Introducing Mesquite Using Mesquite How Mesquite Works
What does it do? Why Mesquite? Other programs History/Acknowledgments Publishing Results Support

Why Mesquite was made

We give two answers, the practical and the poetic, and a comment on the relationship between MacClade and Mesquite.


The practical answer

Mesquite represents a new approach to computing for evolutionary biology. In recent years there has been a proliferation of computer programs for phylogenetic analysis, each designed for some particular analysis (e.g., see Felsenstein's compilation of programs). As these often involve unique file formats and user interfaces, it is difficult for users to move from one to another. Users tend to become constrained to a few familiar analyses, since any given program can't do everything, and each program has costs in learning. As a programmer one would like to respond by making a program that does everything, but there are now too many analyses available or conceivable for a single programmer or programming team to keep up. We have felt these constraints with MacClade: some users perform particular analyses in MacClade not because they are the most appropriate analyses for their questions, but simply because they are available in a familiar program. We would like to add more flexibility to MacClade, but in a monolithic program this can be difficult to do, and even if easy, there are more proposed methods than we could maintain in MacClade.

Hence, our goal was to design a general system for phylogenetic computing to which different programmers could contribute modules. Bringing different analytical tools into a common system increases possible analyses more than additively; as we will explain, the effects are closer to multiplicative. In the end, the system has grown beyond being strictly phylogenetic, including capabilities for calculations involving characteristics of many organisms (e.g. population genetics and morphometrics) that need not involve phylogeny.

A second advantage of Mesquite is that it has a graphical user interface and yet will operate, more or less without modification, under different operating systems (being written in Java).

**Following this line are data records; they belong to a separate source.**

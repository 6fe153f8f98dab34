//! # HTTP API
//!
//! axum router for the prediction service.
//!
//! | route          | handler                   |
//! |----------------|---------------------------|
//! | `GET /`        | welcome message           |
//! | `GET /health`  | liveness + model status   |
//! | `POST /predict`| ClinicalRecord → stage    |
//! | `GET /model`   | loaded model metadata     |

mod error;
mod handlers;
mod state;

pub use error::ApiError;
pub use handlers::{HealthResponse, WELCOME_MESSAGE};
pub use state::AppState;

use std::sync::Arc;

use axum::{
    Json,
    Router,
    http::{HeaderValue, StatusCode},
    response::IntoResponse,
    routing::{get, post},
};
use serde_json::json;
use tower_http::{
    cors::{Any, CorsLayer},
    trace::TraceLayer,
};
use tracing::{error, info, warn};

use crate::config::ServerConfig;

async fn handle_404() -> impl IntoResponse {
    (
        StatusCode::NOT_FOUND,
        Json(json!({ "detail": "Not Found" })),
    )
}

async fn handle_405() -> impl IntoResponse {
    (
        StatusCode::METHOD_NOT_ALLOWED,
        Json(json!({ "detail": "Method Not Allowed" })),
    )
}

fn cors_layer(origin: Option<&str>) -> CorsLayer {
    let layer = CorsLayer::new().allow_methods(Any).allow_headers(Any);
    match origin {
        Some(origin) if origin != "*" => match origin.parse::<HeaderValue>() {
            Ok(value) => layer.allow_origin(value),
            Err(_) => {
                warn!(origin = %origin, "Invalid CORS origin, allowing any origin");
                layer.allow_origin(Any)
            }
        },
        _ => layer.allow_origin(Any),
    }
}

/// Create the application router
pub fn create_router(state: Arc<AppState>, config: &ServerConfig) -> Router {
    Router::new()
        .route("/", get(handlers::root))
        .route("/health", get(handlers::health))
        .route("/predict", post(handlers::predict))
        .route("/model", get(handlers::model_info))
        .fallback(handle_404)
        .method_not_allowed_fallback(handle_405)
        .with_state(state)
        .layer(cors_layer(config.cors_origin.as_deref()))
        .layer(TraceLayer::new_for_http())
}

/// Resolves on ctrl-c or SIGTERM.
async fn shutdown_signal() {
    let ctrl_c = async {
        if let Err(e) = tokio::signal::ctrl_c().await {
            error!(error = %e, "Failed to install ctrl-c handler");
            std::future::pending::<()>().await;
        }
    };

    #[cfg(unix)]
    let terminate = async {
        match tokio::signal::unix::signal(tokio::signal::unix::SignalKind::terminate()) {
            Ok(mut signal) => {
                signal.recv().await;
            }
            Err(e) => {
                error!(error = %e, "Failed to install SIGTERM handler");
                std::future::pending::<()>().await;
            }
        }
    };

    #[cfg(not(unix))]
    let terminate = std::future::pending::<()>();

    tokio::select! {
        () = ctrl_c => {},
        () = terminate => {},
    }
    info!("Shutdown signal received, stopping server gracefully");
}

/// Load the model, bind, and serve until a shutdown signal.
///
/// A model that fails to load does not stop the server.
pub async fn run_server(config: ServerConfig) -> std::io::Result<()> {
    let state = Arc::new(AppState::load(&config.model_path));
    if !state.model_loaded() {
        warn!("Predictions will fail until the server is restarted with a valid model");
    }

    let app = create_router(state, &config);

    info!(address = %config.address(), "Binding HTTP listener");
    let listener = tokio::net::TcpListener::bind((config.host.as_str(), config.port)).await?;
    let address = listener.local_addr()?;
    info!(
        address = %address,
        model_path = %config.model_path.display(),
        pid = std::process::id(),
        "IRC stage server listening"
    );
    info!(url = %format!("http://{}/health", address), "Health endpoint available");

    axum::serve(listener, app)
        .with_graceful_shutdown(shutdown_signal())
        .await?;

    info!("Server shut down cleanly");
    Ok(())
}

Modularity and Flexibility

"Modularity" in computer progamming might follow different models. It could follow the "Mr. Potato Head" model, in which there is a central program to which different peripheral calculations can be attached in specific places. This allows useful, but limited, flexibility. Or, modularity could follow the "Lego" model, in which building blocks are attached to other building blocks, and so on indefinitely. This allows nearly unlimited flexibility. Mesquite's modularity is somewhat of a hybrid between these: there is a (small) central starting point to which modules attach, but from there modules can be attached to modules attached to modules, indefinitely, leading to great flexibility in the analyses that can be constructed.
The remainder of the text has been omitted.